Теперь, когда Керенский политически мертв, когда почти нет надежды на его воскресение (ибо вес его утрачен во всех сферах), теперь нет ничего легче, как положить лишний камень на эту политическую могилу и успокоиться в сознании правильности данной исторической оценки. Меня, однако, не особенно соблазняют подобные лавры. Я был убежденным политическим противником Керенского со дня первого знакомства с ним; я яростно изо дня в день «травил» Керенского и его политику в дни его высшей власти на столбцах распространенной и, несомненно, влиятельной среди масс газеты;[6] я достаточно доказал в дни его власти и славы, какое значение я придаю его шуйце, не дожидаясь пока этот знаменосец великой демократической революции лично распорядится (из государственных соображений) о закрытии этой «презренной» газеты. И я ни в какой мере до сей минуты не в пример тысячам его рыцарей, не замедлившим затем продать свои грошевые шпаги, не изменил моего мнения об этом деятеле.

Но тем с большим правом, тем с большим удовольствием, тем с большими надеждами на доверие я могу теперь, после гибели этой «политической репутации», отметить и подчеркнуть десницу этой личности. Это будет только справедливо и только правильно по существу.
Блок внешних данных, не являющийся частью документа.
use thiserror::Error;
use crate::models::ScoringWeights;

/// Accepted range for the sum of the three weights
const WEIGHT_TOTAL_MIN: f64 = 0.99;
const WEIGHT_TOTAL_MAX: f64 = 1.01;

/// Errors raised while building a scorer from configuration
#[derive(Debug, Error, PartialEq)]
pub enum ScoringError {
    #[error("Weights must sum to 1.0, got {total}")]
    InvalidWeights { total: f64 },

    #[error("Weight '{name}' must be a finite non-negative number, got {value}")]
    NegativeWeight { name: &'static str, value: f64 },

    #[error("Confidence threshold must be within 0-100, got {0}")]
    InvalidThreshold(f64),
}

/// Combines title, price and keyword scores into one confidence value
///
/// Price and keyword act as hard gates: a zero on either forces confidence
/// to 0. Only when both pass does the weighted sum apply:
///
/// confidence = title * w_title + price * w_price + keyword * w_keyword
#[derive(Debug, Clone, Copy, PartialEq)]
pub struct ConfidenceCalculator {
    weights: ScoringWeights,
}

impl ConfidenceCalculator {
    /// Fails unless every weight is non-negative and they sum to 1.0 ± 0.01
    pub fn new(weights: ScoringWeights) -> Result<Self, ScoringError> {
        for (name, value) in [
            ("title", weights.title),
            ("price", weights.price),
            ("keyword", weights.keyword),
        ] {
            if !value.is_finite() || value < 0.0 {
                return Err(ScoringError::NegativeWeight { name, value });
            }
        }

        let total = weights.total();
        if !(WEIGHT_TOTAL_MIN..=WEIGHT_TOTAL_MAX).contains(&total) {
            return Err(ScoringError::InvalidWeights { total });
        }

        Ok(Self { weights })
    }

    pub fn weights(&self) -> ScoringWeights {
        self.weights
    }

    /// Returns the confidence (0-100) and its breakdown lines
    pub fn calculate(
        &self,
        title_score: f64,
        price_score: f64,
        keyword_score: f64,
    ) -> (f64, Vec<String>) {
        if keyword_score == 0.0 {
            return (0.0, vec!["Rejected due to avoid keywords".to_string()]);
        }

        if price_score == 0.0 {
            return (0.0, vec!["Rejected due to price outside acceptable range".to_string()]);
        }

        let w = &self.weights;
        let confidence = title_score * w.title + price_score * w.price + keyword_score * w.keyword;

        let breakdown = vec![
            format!("Title: {:.0}% (weight {:.0}%)", title_score, w.title * 100.0),
            format!("Price: {:.0}% (weight {:.0}%)", price_score, w.price * 100.0),
            format!("Keywords: {:.0}% (weight {:.0}%)", keyword_score, w.keyword * 100.0),
        ];

        tracing::debug!("Confidence: {:.1}% - {}", confidence, breakdown.join(" | "));

        (confidence.clamp(0.0, 100.0), breakdown)
    }
}

impl Default for ConfidenceCalculator {
    fn default() -> Self {
        Self {
            weights: ScoringWeights::default(),
        }
    }
}

/// Ensure a confidence threshold lies in [0, 100]
pub fn validate_threshold(threshold: f64) -> Result<f64, ScoringError> {
    if threshold.is_finite() && (0.0..=100.0).contains(&threshold) {
        Ok(threshold)
    } else {
        Err(ScoringError::InvalidThreshold(threshold))
    }
}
И прежде всего – перед лицом ныне торжествующего и проклинающего Керенского большевизма, перед лицом, несомненно, состоявшегося союза Керенского с силами буржуазной реакции против демократии, перед лицом «дела Керенского-Корнилова», перед лицом того факта, что Керенский по мере сил действительно удушал революцию и больше, чем кто-либо, довел ее до Бреста, – я утверждаю: Керенский был искренний демократ, борец за торжество революции – как он понимал ее. Ему было, заведомо для меня, не под силу осуществить его добрые намерения. Но на нет и суда нет. Это касается его недостаточных объективных ресурсов как деятеля, а не его субъективных свойств как личности. Я утверждаю: Керенский действительно был убежден, что он социалист и демократ. Он не подозревал, что по своим убеждениям, настроениям, тяготениям и вкусам он самый настоящий и самый законченный радикальный буржуа, а в своей политике он воплощает самую доподлинную систему предательства демократии и защиты узкоклассовых интересов капитала.

Дело, однако, вот в чем: в личности Керенского демократизм и борьба за революцию, не в пример многим другим политическим фигурам, были далеки от той беззаветности, которая граничит с отрешением деятеля от самого себя. Керенский не только никогда не был способен на самозаклание, но был положительно честолюбив всегда, а в революции его основательное честолюбие уже перешло в такое же властолюбие.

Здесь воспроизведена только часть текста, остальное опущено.